Reputation: 83
I should preface this by stating that I'm working with VB6 & RegExp
I'm attempting to find and substitute whole words, by "whole words" I mean a valid match is not a substring of another word, although some special characters will be ok. I'm a novice at regular expressions. This is what I was trying:
([^a-z]+)(Foo)([^a-z]+)
It seems close but I'm having some trouble in certain situations.
For example, if I find the string
Foo Foo
or
Foo(Foo)
or anywhere a line ends with Foo and the following line begins with Foo
This is a line with Foo
Foo starts the next line
In any of these cases only the first Foo is matched.
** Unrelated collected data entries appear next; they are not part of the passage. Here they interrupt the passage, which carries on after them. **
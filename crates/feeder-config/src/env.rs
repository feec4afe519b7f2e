//! Environment variable ingest.

use crate::error::{ConfigError, Result};
use feeder_models::{
    exchange_by_name, Asset, ExchangePair, Pair, Pool, ENV_SEPARATOR, EXCHANGE_PAIR_SEPARATOR,
};
use std::collections::HashMap;
use tracing::warn;

/// Read an environment variable, falling back to @default when unset or empty.
pub fn env_or(key: &str, default: &str) -> String {
    match std::env::var(key) {
        Ok(value) if !value.is_empty() => value,
        _ => default.to_string(),
    }
}

/// Environment key fragment for a venue name, i.e. `Crypto.com` -> `CRYPTODOTCOM`.
pub fn watchdog_env_key(exchange: &str) -> String {
    exchange
        .to_uppercase()
        .replace(".COM", "DOTCOM")
        .chars()
        .filter(|c| c.is_ascii_alphanumeric() || *c == '_')
        .collect()
}

/// Scraper-level liveness threshold in seconds, from `<VENUE>_WATCHDOG_DELAY`.
pub fn global_watchdog_delay(exchange: &str) -> i64 {
    let key = format!("{}_WATCHDOG_DELAY", watchdog_env_key(exchange));
    parse_delay(&key, 300)
}

/// Pair-level liveness threshold in seconds, from `<VENUE>_WATCHDOG_<QUOTE>_<BASE>`.
///
/// The exchange pair's configured delay takes precedence when set.
pub fn pair_watchdog_delay(pair: &ExchangePair) -> i64 {
    if pair.watchdog_delay > 0 {
        return pair.watchdog_delay;
    }
    let (quote, base) = match ExchangePair::split_foreign_name(&pair.foreign_name) {
        Ok(parts) => parts,
        Err(_) => return 60,
    };
    let key = format!(
        "{}_WATCHDOG_{}_{}",
        watchdog_env_key(&pair.exchange),
        quote.to_uppercase(),
        base.to_uppercase()
    );
    parse_delay(&key, 60)
}

fn parse_delay(key: &str, default: i64) -> i64 {
    let raw = env_or(key, &default.to_string());
    raw.parse().unwrap_or_else(|e| {
        warn!(key, raw = %raw, error = %e, "Failed to parse watchdog delay, using default");
        default
    })
}

/// Parse the `EXCHANGEPAIRS` environment value, i.e.
/// `Binance:BTC-USDT,KuCoin:ETH-USDT`.
///
/// Underlying assets are resolved through the per-venue symbol maps when
/// available; unresolved symbols keep a bare, symbol-only asset.
pub fn exchange_pairs_from_env(
    raw: &str,
    symbol_maps: &HashMap<String, HashMap<String, Asset>>,
) -> Result<Vec<ExchangePair>> {
    let mut pairs = Vec::new();
    for entry in raw.split(ENV_SEPARATOR) {
        let entry = entry.trim();
        if entry.is_empty() {
            continue;
        }
        let (exchange, foreign_name) = entry
            .split_once(EXCHANGE_PAIR_SEPARATOR)
            .ok_or_else(|| ConfigError::InvalidEnvEntry(entry.to_string()))?;
        exchange_by_name(exchange)?;
        let (quote, base) = ExchangePair::split_foreign_name(foreign_name)?;

        let symbols = symbol_maps.get(exchange);
        pairs.push(ExchangePair {
            exchange: exchange.to_string(),
            foreign_name: foreign_name.to_string(),
            underlying_pair: Pair::new(
                resolve_asset(&quote, symbols),
                resolve_asset(&base, symbols),
            ),
            watchdog_delay: 0,
        });
    }
    Ok(pairs)
}

/// Parse the `POOLS` environment value, i.e.
/// `UniswapV2:0x0d4a...1852:0`.
pub fn pools_from_env(raw: &str) -> Result<Vec<Pool>> {
    let mut pools = Vec::new();
    for entry in raw.split(ENV_SEPARATOR) {
        let entry = entry.trim();
        if entry.is_empty() {
            continue;
        }
        let mut parts = entry.split(EXCHANGE_PAIR_SEPARATOR);
        let exchange_name = parts
            .next()
            .ok_or_else(|| ConfigError::InvalidEnvEntry(entry.to_string()))?;
        let address = parts
            .next()
            .ok_or_else(|| ConfigError::InvalidEnvEntry(entry.to_string()))?;
        let order = parts.next().unwrap_or("0").parse::<u8>().map_err(|_| {
            ConfigError::InvalidValue {
                key: "POOLS".to_string(),
                value: entry.to_string(),
            }
        })?;
        if order > 2 {
            return Err(ConfigError::InvalidValue {
                key: "POOLS".to_string(),
                value: entry.to_string(),
            });
        }

        let exchange = exchange_by_name(exchange_name)?;
        let blockchain = exchange.blockchain.clone();
        pools.push(Pool {
            exchange,
            address: address.to_string(),
            blockchain,
            order,
        });
    }
    Ok(pools)
}

/// Resolve a ticker symbol to its full asset, or keep a symbol-only asset.
pub(crate) fn resolve_asset(symbol: &str, symbols: Option<&HashMap<String, Asset>>) -> Asset {
    if let Some(asset) = symbols.and_then(|m| m.get(symbol)) {
        return asset.clone();
    }
    if symbol == "USD" {
        return Asset::fiat_usd();
    }
    Asset {
        symbol: symbol.to_string(),
        ..Default::default()
    }
}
Well, maybe it isn't a problem with the match but rather my replace method. I don't know exactly how I can verify that. I'm using groups to replace whatever bounding char is matched by the expression, like so:
regEX.Replace(source, "$1" & newstring & "$3")
So in summary I want to avoid matching: FooBar BarFoo
Any of the following would be valid matches:
Foo Foo
Foo Bar
Foo_bar
Foo.bar
Foo, bar
Foo(bar)
Foo(Foo)
If anyone can kindly show me the proper way to do this I would much appreciate it!
edited
Looks like I spoke a little too soon regarding the first solution below. After a little testing and some further reading, I see that underscore is a word char and thus the above pattern won't match it. I came up with this which does the trick, is there a better way?
(\b)(Foo)(\b|_)
regEX.Replace(source, "$1" & newstring & "$3")
It works, but seems a little sloppy.
Upvotes: 7
Views: 66306
Reputation: 425073
Use the "word boundary" expression \b
.
Perhaps something as simple as this will do:
(.*)\bFoo\b(.*)
FYI, the word boundary expression \b
is a zero-width match between a word character \w
and a non-word character [^\w]
or visa versa, and consumes no input.
Underscore and digit characters are considered "word characters", so Foo_Bar
, Bar_Foo
, and Foo123
wouldn't match. To rectify that, so that any non-letter is considered "end of word" (including start and end of input), use look arounds:
(?i)(.*(?<![^a-z]))Foo((?![^a-z]).*)
Upvotes: 19